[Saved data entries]
::::::::::

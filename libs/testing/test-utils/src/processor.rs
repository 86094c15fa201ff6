//! Scripted processor for pump and control-plane tests.

use async_trait::async_trait;
use domain_workdata::{
    ProcessResult, SampleWorkData, ScannerSendWorkData, SpdxWorkData, WorkData, WorkDataKind,
    WorkDataProcessor,
};
use messaging::ProcessingError;
use std::collections::VecDeque;
use std::sync::Arc;
use std::sync::atomic::{AtomicUsize, Ordering};
use std::time::Duration;
use tokio::sync::{Mutex, Notify, Semaphore};

/// What the next handler call does.
#[derive(Debug, Clone, Copy, PartialEq, Eq)]
pub enum Outcome {
    Succeed,
    Transient,
    Permanent,
    RateLimited(Duration),
    Panic,
}

/// A processor whose results follow a script.
///
/// Handles `sample`, `scannerdata_send` and `spdx_task`; every call is recorded.
/// Once the script runs out, the fallback outcome applies.
pub struct ScriptedProcessor {
    accepted: Vec<WorkDataKind>,
    script: Mutex<VecDeque<Outcome>>,
    fallback: Outcome,
    seen: Mutex<Vec<WorkData>>,
    calls: AtomicUsize,
    gate: Option<Gate>,
}

struct Gate {
    entered: Notify,
    permits: Semaphore,
}

impl Default for ScriptedProcessor {
    fn default() -> Self {
        Self::succeeding()
    }
}

impl ScriptedProcessor {
    /// Succeeds on every call.
    pub fn succeeding() -> Self {
        Self {
            accepted: vec![
                WorkDataKind::Sample,
                WorkDataKind::ScannerSend,
                WorkDataKind::Spdx,
            ],
            script: Mutex::new(VecDeque::new()),
            fallback: Outcome::Succeed,
            seen: Mutex::new(Vec::new()),
            calls: AtomicUsize::new(0),
            gate: None,
        }
    }

    /// Plays `script` first, then `fallback`.
    pub fn scripted(script: impl IntoIterator<Item = Outcome>, fallback: Outcome) -> Self {
        Self {
            script: Mutex::new(script.into_iter().collect()),
            fallback,
            ..Self::succeeding()
        }
    }

    /// Same outcome on every call.
    pub fn always(outcome: Outcome) -> Self {
        Self::scripted([], outcome)
    }

    /// Restrict the accepted kinds.
    pub fn accepting(mut self, kinds: &[WorkDataKind]) -> Self {
        self.accepted = kinds.to_vec();
        self
    }

    /// Block every call until [`release`](Self::release) hands out a permit.
    pub fn gated(mut self) -> Self {
        self.gate = Some(Gate {
            entered: Notify::new(),
            permits: Semaphore::new(0),
        });
        self
    }

    /// Wait until a call is blocked on the gate.
    pub async fn entered(&self) {
        if let Some(gate) = &self.gate {
            gate.entered.notified().await;
        }
    }

    /// Let `n` gated calls proceed.
    pub fn release(&self, n: usize) {
        if let Some(gate) = &self.gate {
            gate.permits.add_permits(n);
        }
    }

    pub fn calls(&self) -> usize {
        self.calls.load(Ordering::SeqCst)
    }

    pub async fn seen(&self) -> Vec<WorkData> {
        self.seen.lock().await.clone()
    }

    pub fn into_arc(self) -> Arc<Self> {
        Arc::new(self)
    }

    async fn record(&self, work: WorkData) -> ProcessResult {
        self.calls.fetch_add(1, Ordering::SeqCst);
        self.seen.lock().await.push(work);

        if let Some(gate) = &self.gate {
            gate.entered.notify_one();
            if let Ok(permit) = gate.permits.acquire().await {
                permit.forget();
            }
        }

        let outcome = self.script.lock().await.pop_front().unwrap_or(self.fallback);
        match outcome {
            Outcome::Succeed => Ok(()),
            Outcome::Transient => Err(ProcessingError::transient("scripted transient failure")),
            Outcome::Permanent => Err(ProcessingError::permanent("scripted permanent failure")),
            Outcome::RateLimited(retry_after) => Err(ProcessingError::rate_limited_with_retry(
                "scripted rate limit",
                retry_after,
            )),
            Outcome::Panic => panic!("scripted panic"),
        }
    }
}

#[async_trait]
impl WorkDataProcessor for ScriptedProcessor {
    fn name(&self) -> &str {
        "scripted"
    }

    fn accepted(&self) -> &[WorkDataKind] {
        &self.accepted
    }

    async fn process_sample(&self, data: &SampleWorkData) -> ProcessResult {
        self.record(data.clone().into()).await
    }

    async fn process_scanner_send(&self, data: &ScannerSendWorkData) -> ProcessResult {
        self.record(data.clone().into()).await
    }

    async fn process_spdx(&self, data: &SpdxWorkData) -> ProcessResult {
        self.record(data.clone().into()).await
    }
}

::::::::::

[Task requirements] The lines you need are those containing "struct"; find them in the records and copy them.

[Output for this task]
pub struct ScriptedProcessor {
struct Gate {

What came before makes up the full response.